4. For Multi pet homes , I suggest treats or something all the pets can use.


If you'd like to join post that you AGREE to the rules and understand them, Then go the site and sign up.


Here's the sign up link:
http://www.elfster.com/Santa/Join.aspx?euid=9FF3D7A1-EBD4-4D73-9B8D-4B89B3E9C70B
The sign up deadline is Friday, November 30, 2007.
I hope you'll join in. This is going to be lots of fun!

Best wishes,
Kioana


----------



## usi2004 (Jun 27, 2006)

I totally agree and sounds so much fun


----------



## Kioana (Mar 1, 2005)

yippy! i hope more sign up


----------



## pompom (Oct 1, 2007)

can we join from england  ?


----------



## Kioana (Mar 1, 2005)

Sure i don't see why not. I'd pair you up with someone in england so you don't have to spend so much on shipping.


----------



## pompom (Oct 1, 2007)

ok sounds good


----------



## Kioana (Mar 1, 2005)

BUMP! 

if no one joins then we can't do the secret santa


----------



## Alisha (Mar 11, 2005)

Kioana would you like me to move this to chi chat maybe it will ge more looks.


----------



## appleblossom (Mar 10, 2005)

Sounds fun Id like to join.


----------



## Kioana (Mar 1, 2005)

Alisha said:


> Kioana would you like me to move this to chi chat maybe it will ge more looks.


 
Yes ! please 

I thouhgt it would get seen her faster


----------



## usi2004 (Jun 27, 2006)

anyone else going to sign up? It would be so much fun


----------



## DlTobin (May 15, 2007)

Count me & Mabelline in please!
Dee & Mabelline


----------



## claire (Apr 30, 2007)

sounds good


----------



## Kioana (Mar 1, 2005)

THANKS! Claire you'll need to click the link on the first page to join, I hope More people join but if we don't have an even number than we can't do so keep your fingers crossed for more people to join


----------



## vegaschi (Oct 9, 2007)

This sounds great!!!!


----------



## Kioana (Mar 1, 2005)

alright so far i have only 3 people signed up besideds my self! the deadline to sign up is coming near!!


----------



## DlTobin (May 15, 2007)

I hope more people sign up! It would be Fun fun!


----------



## Kioana (Mar 1, 2005)

HERE'S THE SIGN UP LINK:

http://www.elfster.com/santa/ExcOccView.aspx?eoid=679049

DEAD LINE IS NOV 30TH!!! THE MORE THE MERRIER


----------



## DlTobin (May 15, 2007)

I think that you should put an invite in the newbie section too! In case they havent seen it!


----------



## DlTobin (May 15, 2007)

I am still excited to do this? Did anyone want to do this?


----------



## Guest (Dec 1, 2007)

awwww I only just saw this, and wanted to sign up, is it too late? I'll try anyway


----------



## Kioana (Mar 1, 2005)

names have been drawn!! i've already started shopping.

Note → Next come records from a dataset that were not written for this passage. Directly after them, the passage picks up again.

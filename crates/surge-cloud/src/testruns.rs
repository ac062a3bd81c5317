//! Test-run poller for private load zones
//!
//! Wraps the interval poller: every tick asks the backend which runs are
//! assigned to the zone and pushes their ids into a bounded channel. The
//! channel is deliberately tiny so a stalled consumer applies
//! backpressure to polling instead of buffering ids. Closing the channel
//! is how the consumer learns the poller shut down; every start opens a
//! fresh channel, so a stopped poller can resume later.

use std::sync::Arc;
use std::time::Duration;

use futures::future::BoxFuture;
use surge_common::Result;
use tokio::sync::{mpsc, Mutex};
use tracing::{debug, warn};

use crate::client::CloudClient;
use crate::poller::Poller;

const POLL_INTERVAL: Duration = Duration::from_secs(10);

/// Source of assigned run ids, injectable for tests
pub type IdSource = Arc<dyn Fn() -> BoxFuture<'static, Result<Vec<String>>> + Send + Sync>;

/// Polls the backend for runs assigned to one load zone
pub struct TestRunPoller {
    poller: Poller,
    sender: Arc<Mutex<Option<mpsc::Sender<String>>>>,
    receiver: Mutex<Option<mpsc::Receiver<String>>>,
}

impl TestRunPoller {
    /// Poller backed by the real `/get-tests` endpoint
    pub fn new(client: Arc<CloudClient>, load_zone: impl Into<String>) -> Self {
        let load_zone = load_zone.into();
        let source: IdSource = Arc::new(move || {
            let client = client.clone();
            let load_zone = load_zone.clone();
            Box::pin(async move { client.list_test_runs(&load_zone).await })
        });
        Self::with_source(POLL_INTERVAL, source)
    }

    /// Poller with an arbitrary id source
    pub fn with_source(interval: Duration, source: IdSource) -> Self {
        // the sender slot is filled on every start and drained by the
        // shutdown hook, closing the channel for the consumer
        let sender: Arc<Mutex<Option<mpsc::Sender<String>>>> = Arc::new(Mutex::new(None));

        let tick_sender = sender.clone();
        let done_sender = sender.clone();
        let poller = Poller::new(interval)
            .on_interval(move || {
                let source = source.clone();
                let sender = tick_sender.clone();
                async move {
                    let Some(tx) = sender.lock().await.clone() else {
                        return;
                    };
                    match source().await {
                        Ok(ids) => {
                            debug!(?ids, "retrieved assigned test runs");
                            for id in ids {
                                if tx.send(id).await.is_err() {
                                    return;
                                }
                            }
                        }
                        Err(e) => warn!(error = %e, "failed to list assigned test runs"),
                    }
                }
            })
            .on_done(move || {
                let sender = done_sender.clone();
                async move {
                    sender.lock().await.take();
                }
            });

        Self {
            poller,
            sender,
            receiver: Mutex::new(None),
        }
    }

    /// Begin polling; a no-op when already polling
    ///
    /// Each start opens a fresh id channel; fetch its receiving end with
    /// [`Self::take_test_runs`] afterwards. A receiver from a previous
    /// start only drains and closes.
    pub async fn start(&self) {
        if self.poller.is_polling().await {
            return;
        }
        let (tx, rx) = mpsc::channel(1);
        *self.sender.lock().await = Some(tx);
        *self.receiver.lock().await = Some(rx);
        self.poller.start().await;
    }

    /// Stop polling; the id channel closes once in-flight work drains
    pub async fn stop(&self) {
        self.poller.stop().await;
    }

    /// Whether the poller is currently running
    pub async fn is_polling(&self) -> bool {
        self.poller.is_polling().await
    }

    /// Hand out the receiving end of the current id channel
    ///
    /// There is exactly one consumer per start; a second call before the
    /// next start returns `None`.
    pub async fn take_test_runs(&self) -> Option<mpsc::Receiver<String>> {
        self.receiver.lock().await.take()
    }
}

#[cfg(test)]
mod tests {
    use super::*;

    fn fixed_source(ids: Vec<String>) -> IdSource {
        Arc::new(move || {
            let ids = ids.clone();
            Box::pin(async move { Ok(ids) })
        })
    }

    /// Story: a zone gets assigned runs, drains them, then shuts down
    #[tokio::test(start_paused = true)]
    async fn story_ids_flow_until_stop() {
        let poller = TestRunPoller::with_source(
            Duration::from_millis(100),
            fixed_source(vec!["11".to_string(), "12".to_string()]),
        );
        poller.start().await;
        let mut runs = poller.take_test_runs().await.unwrap();

        assert_eq!(runs.recv().await.as_deref(), Some("11"));
        assert_eq!(runs.recv().await.as_deref(), Some("12"));

        poller.stop().await;

        // drain whatever the last tick pushed; the channel must close
        while let Some(id) = runs.recv().await {
            assert!(id == "11" || id == "12");
        }
        assert!(!poller.is_polling().await);
    }

    #[tokio::test(start_paused = true)]
    async fn receiver_is_single_consumer() {
        let poller =
            TestRunPoller::with_source(Duration::from_millis(100), fixed_source(Vec::new()));
        // no channel exists before the first start
        assert!(poller.take_test_runs().await.is_none());

        poller.start().await;
        assert!(poller.take_test_runs().await.is_some());
        assert!(poller.take_test_runs().await.is_none());
        poller.stop().await;
    }

    /// Story: a zone resumes polling after a stop
    ///
    /// The stop closes the first channel; the next start must open a
    /// fresh one that delivers ids again instead of ticking into the
    /// void.
    #[tokio::test(start_paused = true)]
    async fn story_restart_delivers_runs_again() {
        let poller = TestRunPoller::with_source(
            Duration::from_millis(100),
            fixed_source(vec!["21".to_string()]),
        );

        poller.start().await;
        let mut runs = poller.take_test_runs().await.unwrap();
        assert_eq!(runs.recv().await.as_deref(), Some("21"));
        poller.stop().await;
        // the first channel drains and closes
        while runs.recv().await.is_some() {}

        poller.start().await;
        let mut runs = poller.take_test_runs().await.unwrap();
        assert_eq!(runs.recv().await.as_deref(), Some("21"));
        poller.stop().await;
    }

    #[tokio::test(start_paused = true)]
    async fn source_errors_do_not_kill_polling() {
        let source: IdSource = Arc::new(|| {
            Box::pin(async { Err(surge_common::Error::cloud("/get-tests", "boom")) })
        });
        let poller = TestRunPoller::with_source(Duration::from_millis(100), source);

        poller.start().await;
        tokio::time::sleep(Duration::from_millis(350)).await;
        assert!(poller.is_polling().await);
        poller.stop().await;
    }
}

TO FIND OUT THE ADDRESS OF THE PERSON YOU HAVE, SEND THEM AN ANONYMOUSLY THREW THE SITE. IF YOU NEED HELP JUST ASK.


----------



## Guest (Dec 2, 2007)

i was looking at the shops today 

I need help too!!!


----------



## Guest (Dec 6, 2007)

I had great fun shopping for this, and shall be posting my parcel off in the morning!!!!!


----------



## usi2004 (Jun 27, 2006)

When are we supposed to ship these off? On the 17th? I just saw that date on the sign up list.


----------



## Kioana (Mar 1, 2005)

i put before the 17th , but as long as it's BEFORE the 25th!!!

I'm with out internet right so, if you need me send me an email i check my mail at a friends house every 2 days.


----------



## pompom (Oct 1, 2007)

how do i find out who the person im sending a prezzie to is ?


----------



## pompom (Oct 1, 2007)

no worries i found it


----------



## pompom (Oct 1, 2007)

i got paired up with some one in america? is this right?


----------



## pompom (Oct 1, 2007)

No worries all Sorted


----------



## Guest (Dec 6, 2007)

I got someone in america too. Had hoped for uk, not to sound tight with money lol.
But it turned out not to cost as much as i first thought so i posted it anyway.


----------



## pompom (Oct 1, 2007)

Oh Coolio


----------



## Guest (Dec 6, 2007)

OMG I just noticed where you live!

I was born in orsett!!!!! lol


----------



## pompom (Oct 1, 2007)

oh thats not very far! where are you now ?


----------



## Guest (Dec 7, 2007)

way up north now.
Not lived in essex for years, but have relatives there. Dont suppose you have heard of jordan grey? He recently won H factor, he sings and writes songs.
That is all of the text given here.